International career^{‡}
- 2014–: Zimbabwe / 4 / (1)

= Pascal Manhanga =

Zimbabwean footballer (born 1991)

Pascal Ovidy Manhanga (born 23 March 1991) is a Zimbabwean professional footballer, who plays as a midfielder for How Mine and the Zimbabwe national team. He is known for creating and scoring goals.

==Club career==
Manhanga started his career in the lower leagues of Zimbabwe, firstly with Mutare United and then with Tsholotsho Pirates, he remained with both sides for a year each before moving to Triangle United. He spent three years with Triangle Utd before he was signed by the 2013 Mbada Diamonds Cup winners Highlanders in June 2014. His stay with the Highlanders was short as he left to rejoin Triangle Utd at the start of 2015. However, a year later he was on the move again as he departed Triangle Utd for the second time to sign for How Mine.

==International career==
In January 2014, coach Ian Gorowa, invited him to be a part of the Zimbabwe squad for the 2014 African Nations Championship. He helped the team to a fourth-place finish after being defeated by Nigeria by a goal to nil.
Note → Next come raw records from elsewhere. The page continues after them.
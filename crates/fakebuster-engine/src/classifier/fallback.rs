//! Rule-based fake review estimator used when no trained model is loaded.

/// Phrases that show up disproportionately in paid or templated reviews.
pub const FAKE_REVIEW_PHRASES: &[&str] = &[
    "amazing",
    "perfect",
    "best ever",
    "life changing",
    "highly recommend",
    "must buy",
    "incredible",
    "outstanding",
    "excellent quality",
    "fast shipping",
];

/// The heuristic never claims more than this probability of fake.
pub const MAX_FAKE_PROBABILITY: f64 = 0.9;

const HITS_PER_CERTAINTY: f64 = 5.0;

#[derive(Debug, Clone, Copy, Default)]
pub struct FallbackClassifier;

impl FallbackClassifier {
    /// Number of distinct lexicon phrases present in `text`, case-insensitively.
    #[must_use]
    pub fn phrase_hits(text: &str) -> usize {
        let lower = text.to_lowercase();
        FAKE_REVIEW_PHRASES
            .iter()
            .filter(|phrase| lower.contains(*phrase))
            .count()
    }

    /// `[P(legitimate), P(fake)]` for `text`.
    #[must_use]
    pub fn predict_proba(&self, text: &str) -> [f64; 2] {
        #[allow(clippy::cast_precision_loss)]
        let hits = Self::phrase_hits(text) as f64;
        let fake = (hits / HITS_PER_CERTAINTY).min(MAX_FAKE_PROBABILITY);
        [1.0 - fake, fake]
    }
}
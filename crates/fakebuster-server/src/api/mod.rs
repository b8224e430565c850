mod reviews;
mod text;
mod website;

use std::sync::Arc;

use axum::{
    extract::{FromRequest, Request, State},
    http::{header, HeaderName, Method, StatusCode},
    response::IntoResponse,
    routing::{get, post},
    Extension, Json, Router,
};
use chrono::{DateTime, Utc};
use fakebuster_engine::{Classifier, EngineError, ModelStatus};
use serde::{de::DeserializeOwned, Serialize};
use tower::ServiceBuilder;
use tower_http::{cors::CorsLayer, trace::TraceLayer};

use crate::middleware::{
    enforce_rate_limit, request_id, require_bearer_auth, AuthState, RateLimitState, RequestId,
};

const SERVICE_NAME: &str = "FakeBuster API";

#[derive(Clone)]
pub struct AppState {
    pub classifier: Arc<Classifier>,
    pub max_batch_size: usize,
}

#[derive(Debug, Serialize)]
pub struct ApiResponse<T: Serialize> {
    pub data: T,
    pub meta: ResponseMeta,
}

#[derive(Debug, Serialize)]
pub struct ResponseMeta {
    pub request_id: String,
    pub timestamp: DateTime<Utc>,
}

#[derive(Debug, Serialize)]
pub struct ApiError {
    pub error: ErrorBody,
    pub meta: ResponseMeta,
}

#[derive(Debug, Serialize)]
pub struct ErrorBody {
    pub code: String,
    pub message: String,
}

#[derive(Debug, Serialize)]
struct HealthData {
    service: &'static str,
    version: &'static str,
    status: &'static str,
    model: ModelStatus,
}

impl ResponseMeta {
    pub(super) fn new(request_id: String) -> Self {
        Self {
            request_id,
            timestamp: Utc::now(),
        }
    }
}

impl<T: Serialize> ApiResponse<T> {
    pub(super) fn new(request_id: String, data: T) -> Self {
        Self {
            data,
            meta: ResponseMeta::new(request_id),
        }
    }
}

impl ApiError {
    pub fn new(
        request_id: impl Into<String>,
        code: impl Into<String>,
        message: impl Into<String>,
    ) -> Self {
        Self {
            error: ErrorBody {
                code: code.into(),
                message: message.into(),
            },
            meta: ResponseMeta::new(request_id.into()),
        }
    }
}

impl IntoResponse for ApiError {
    fn into_response(self) -> axum::response::Response {
        let status = match self.error.code.as_str() {
            "unauthorized" => StatusCode::UNAUTHORIZED,
            "bad_request" | "validation_error" => StatusCode::BAD_REQUEST,
            "rate_limited" => StatusCode::TOO_MANY_REQUESTS,
            _ => StatusCode::INTERNAL_SERVER_ERROR,
        };
        (status, Json(self)).into_response()
    }
}

/// `Json` extractor whose rejections use the error envelope.
pub(super) struct ApiJson<T>(pub T);

impl<S, T> FromRequest<S> for ApiJson<T>
where
    T: DeserializeOwned,
    S: Send + Sync,
{
    type Rejection = ApiError;

    async fn from_request(req: Request, state: &S) -> Result<Self, Self::Rejection> {
        let request_id = req
            .extensions()
            .get::<RequestId>()
            .map_or_else(String::new, |id| id.0.clone());

        match Json::<T>::from_request(req, state).await {
            Ok(Json(value)) => Ok(Self(value)),
            Err(rejection) => {
                tracing::debug!(
                    request_id = %request_id,
                    error = %rejection,
                    "malformed request body"
                );
                Err(ApiError::new(request_id, "bad_request", rejection.body_text()))
            }
        }
    }
}

pub(super) fn map_engine_error(request_id: String, error: &EngineError) -> ApiError {
    match error {
        EngineError::NoInput(_) => ApiError::new(request_id, "bad_request", error.to_string()),
        EngineError::BatchTooLarge { .. } => {
            ApiError::new(request_id, "validation_error", error.to_string())
        }
        EngineError::PredictionFailed(_) => {
            tracing::error!(error = %error, "review prediction failed");
            ApiError::new(request_id, "prediction_failed", error.to_string())
        }
    }
}

/// Rejects anything that is not an absolute http(s) URL with a host.
pub(super) fn validate_url(req_id: &str, field: &str, value: &str) -> Result<(), ApiError> {
    let rest = value
        .strip_prefix("https://")
        .or_else(|| value.strip_prefix("http://"));
    let has_host = rest.is_some_and(|rest| {
        !rest.is_empty() && !rest.starts_with('/') && !rest.contains(char::is_whitespace)
    });
    if has_host {
        Ok(())
    } else {
        Err(ApiError::new(
            req_id,
            "validation_error",
            format!("'{field}' must be a valid http(s) URL, got '{value}'"),
        ))
    }
}

fn build_cors() -> CorsLayer {
    CorsLayer::new()
        .allow_origin(tower_http::cors::Any)
        .allow_methods([Method::GET, Method::POST])
        .allow_headers([
            header::CONTENT_TYPE,
            header::AUTHORIZATION,
            HeaderName::from_static("x-request-id"),
        ])
}

fn protected_router(auth: AuthState, rate_limit: RateLimitState) -> Router<AppState> {
    Router::new()
        .route("/api/v1/analyze/reviews", post(reviews::analyze_reviews))
        .route(
            "/api/v1/analyze/single-review",
            post(reviews::analyze_single_review),
        )
        .route("/api/v1/analyze/website", post(website::analyze_website))
        .route(
            "/api/v1/analyze/legitimacy",
            post(website::check_legitimacy),
        )
        .route("/api/v1/analyze/page", post(website::analyze_page))
        .route(
            "/api/v1/analyze/form-security",
            post(website::check_form_security),
        )
        .route("/api/v1/analyze/text", post(text::analyze_text))
        .layer(
            ServiceBuilder::new()
                .layer(axum::middleware::from_fn_with_state(
                    auth,
                    require_bearer_auth,
                ))
                .layer(axum::middleware::from_fn_with_state(
                    rate_limit,
                    enforce_rate_limit,
                )),
        )
}

pub fn build_app(state: AppState, auth: AuthState, rate_limit: RateLimitState) -> Router {
    let public_routes = Router::new()
        .route("/", get(health))
        .route("/api/v1/health", get(health));

    Router::new()
        .merge(public_routes)
        .merge(protected_router(auth, rate_limit))
        .layer(
            ServiceBuilder::new()
                .layer(TraceLayer::new_for_http())
                .layer(build_cors())
                .layer(axum::middleware::from_fn(request_id)),
        )
        .with_state(state)
}

async fn health(
    State(state): State<AppState>,
    Extension(req_id): Extension<RequestId>,
) -> Json<ApiResponse<HealthData>> {
    Json(ApiResponse::new(
        req_id.0,
        HealthData {
            service: SERVICE_NAME,
            version: env!("CARGO_PKG_VERSION"),
            status: "running",
            model: state.classifier.status(),
        },
    ))
}

#[cfg(test)]
pub(crate) mod tests {
    use super::*;
    use axum::body::{to_bytes, Body};
    use axum::http::Request;
    use fakebuster_engine::FeatureExtractor;
    use tower::ServiceExt;

    pub(crate) fn test_app() -> Router {
        test_app_with(AuthState::disabled(), RateLimitState::per_minute(1_000), 10)
    }

    pub(crate) fn test_app_with(
        auth: AuthState,
        rate_limit: RateLimitState,
        max_batch_size: usize,
    ) -> Router {
        let state = AppState {
            classifier: Arc::new(Classifier::fallback(FeatureExtractor::new())),
            max_batch_size,
        };
        build_app(state, auth, rate_limit)
    }

    pub(crate) fn post_json(uri: &str, body: &serde_json::Value) -> Request<Body> {
        Request::builder()
            .method("POST")
            .uri(uri)
            .header(header::CONTENT_TYPE, "application/json")
            .body(Body::from(body.to_string()))
            .expect("request")
    }

    pub(crate) async fn json_body(response: axum::response::Response) -> serde_json::Value {
        let body = to_bytes(response.into_body(), usize::MAX)
            .await
            .expect("body bytes");
        serde_json::from_slice(&body).expect("json parse")
    }

    #[test]
    fn api_error_validation_error_maps_to_bad_request() {
        let response = ApiError::new("req-1", "validation_error", "invalid input").into_response();
        assert_eq!(response.status(), StatusCode::BAD_REQUEST);
    }

    #[test]
    fn prediction_failure_maps_to_internal_error_status() {
        let err = EngineError::PredictionFailed(fakebuster_engine::ModelError::Output(
            "nan".to_string(),
        ));
        let api = map_engine_error("req-1".to_string(), &err);
        assert_eq!(api.error.code, "prediction_failed");
        assert_eq!(
            api.into_response().status(),
            StatusCode::INTERNAL_SERVER_ERROR
        );
    }

    #[test]
    fn validate_url_accepts_http_and_https_only() {
        assert!(validate_url("r", "url", "https://shop.example/p/1").is_ok());
        assert!(validate_url("r", "url", "http://shop.example").is_ok());
        assert!(validate_url("r", "url", "ftp://shop.example").is_err());
        assert!(validate_url("r", "url", "https://").is_err());
        assert!(validate_url("r", "url", "shop.example").is_err());
    }

    #[tokio::test]
    async fn health_reports_fallback_model() {
        let response = test_app()
            .oneshot(
                Request::builder()
                    .uri("/api/v1/health")
                    .body(Body::empty())
                    .expect("request"),
            )
            .await
            .expect("response");

        assert_eq!(response.status(), StatusCode::OK);
        assert!(response.headers().contains_key("x-request-id"));
        let json = json_body(response).await;
        assert_eq!(json["data"]["status"], "running");
        assert_eq!(json["data"]["model"]["method"], "fallback");
        assert_eq!(json["data"]["model"]["feature_version"], 1);
    }

    #[tokio::test]
    async fn root_echoes_supplied_request_id() {
        let response = test_app()
            .oneshot(
                Request::builder()
                    .uri("/")
                    .header("x-request-id", "abc-123")
                    .body(Body::empty())
                    .expect("request"),
            )
            .await
            .expect("response");

        let json = json_body(response).await;
        assert_eq!(json["meta"]["request_id"], "abc-123");
        assert_eq!(json["data"]["service"], SERVICE_NAME);
    }

    #[tokio::test]
    async fn protected_routes_require_bearer_token_when_enabled() {
        let auth = AuthState::new(vec!["secret".to_string()], false).expect("auth");
        let app = test_app_with(auth, RateLimitState::per_minute(1_000), 10);
        let body = serde_json::json!({ "text": "hello", "url": "https://a.example" });

        let denied = app
            .clone()
            .oneshot(post_json("/api/v1/analyze/text", &body))
            .await
            .expect("response");
        assert_eq!(denied.status(), StatusCode::UNAUTHORIZED);
        let denied_id = denied
            .headers()
            .get("x-request-id")
            .and_then(|v| v.to_str().ok())
            .map(ToOwned::to_owned);
        let denied_json = json_body(denied).await;
        assert_eq!(denied_json["error"]["code"], "unauthorized");
        assert_eq!(denied_json["meta"]["request_id"].as_str(), denied_id.as_deref());

        let mut request = post_json("/api/v1/analyze/text", &body);
        request.headers_mut().insert(
            header::AUTHORIZATION,
            axum::http::HeaderValue::from_static("Bearer secret"),
        );
        let allowed = app.oneshot(request).await.expect("response");
        assert_eq!(allowed.status(), StatusCode::OK);
    }

    #[tokio::test]
    async fn health_stays_public_when_auth_enabled() {
        let auth = AuthState::new(vec!["secret".to_string()], false).expect("auth");
        let response = test_app_with(auth, RateLimitState::per_minute(1_000), 10)
            .oneshot(
                Request::builder()
                    .uri("/api/v1/health")
                    .body(Body::empty())
                    .expect("request"),
            )
            .await
            .expect("response");
        assert_eq!(response.status(), StatusCode::OK);
    }

    #[tokio::test]
    async fn missing_body_field_is_bad_request_envelope() {
        let body = serde_json::json!({ "url": "https://a.example" });
        let response = test_app()
            .oneshot(post_json("/api/v1/analyze/text", &body))
            .await
            .expect("response");

        assert_eq!(response.status(), StatusCode::BAD_REQUEST);
        let content_type = response
            .headers()
            .get(header::CONTENT_TYPE)
            .and_then(|v| v.to_str().ok())
            .map(ToOwned::to_owned);
        assert_eq!(content_type.as_deref(), Some("application/json"));
        let json = json_body(response).await;
        assert_eq!(json["error"]["code"], "bad_request");
        assert!(json["error"]["message"]
            .as_str()
            .is_some_and(|m| m.contains("missing field `text`")));
        assert!(json["meta"]["request_id"].is_string());
    }

    #[tokio::test]
    async fn unparseable_body_is_bad_request_envelope() {
        let request = Request::builder()
            .method("POST")
            .uri("/api/v1/analyze/reviews")
            .header(header::CONTENT_TYPE, "application/json")
            .body(Body::from("{not json"))
            .expect("request");
        let response = test_app().oneshot(request).await.expect("response");

        assert_eq!(response.status(), StatusCode::BAD_REQUEST);
        let json = json_body(response).await;
        assert_eq!(json["error"]["code"], "bad_request");
    }

    #[tokio::test]
    async fn rate_limit_rejects_after_window_is_spent() {
        let app = test_app_with(AuthState::disabled(), RateLimitState::per_minute(1), 10);
        let body = serde_json::json!({ "text": "hello", "url": "https://a.example" });

        let first = app
            .clone()
            .oneshot(post_json("/api/v1/analyze/text", &body))
            .await
            .expect("response");
        assert_eq!(first.status(), StatusCode::OK);

        let second = app
            .oneshot(post_json("/api/v1/analyze/text", &body))
            .await
            .expect("response");
        assert_eq!(second.status(), StatusCode::TOO_MANY_REQUESTS);
        assert!(second.headers().contains_key(header::RETRY_AFTER));
        let json = json_body(second).await;
        assert_eq!(json["error"]["code"], "rate_limited");
    }

    #[tokio::test]
    async fn rate_limit_windows_are_per_api_key() {
        let auth = AuthState::new(vec!["k1".to_string(), "k2".to_string()], false).expect("auth");
        let app = test_app_with(auth, RateLimitState::per_minute(1), 10);
        let body = serde_json::json!({ "text": "hello", "url": "https://a.example" });

        let send = |key: &'static str| {
            let mut request = post_json("/api/v1/analyze/text", &body);
            request.headers_mut().insert(
                header::AUTHORIZATION,
                axum::http::HeaderValue::from_str(&format!("Bearer {key}")).expect("header"),
            );
            app.clone().oneshot(request)
        };

        assert_eq!(send("k1").await.expect("response").status(), StatusCode::OK);
        assert_eq!(send("k2").await.expect("response").status(), StatusCode::OK);
        assert_eq!(
            send("k1").await.expect("response").status(),
            StatusCode::TOO_MANY_REQUESTS
        );
    }
}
He made two appearances in the aforementioned competition, overall he has played four times for Zimbabwe and scored one goal.

==Political views==
Manhanga has criticized the widespread practice of polygamy in Zimbabwe, calling it worse for the people of his country than marijuana, pornography, or console video games.

==Career statistics==
.

| National team | Year | Apps | Goals |
| Zimbabwe | 2014 | 4 | 1 |
| 2015 | 0 | 0 |
| 2016 | 0 | 0 |
| Total |  | 4 | 1 |

. Scores and results list Zimbabwe's goal tally first.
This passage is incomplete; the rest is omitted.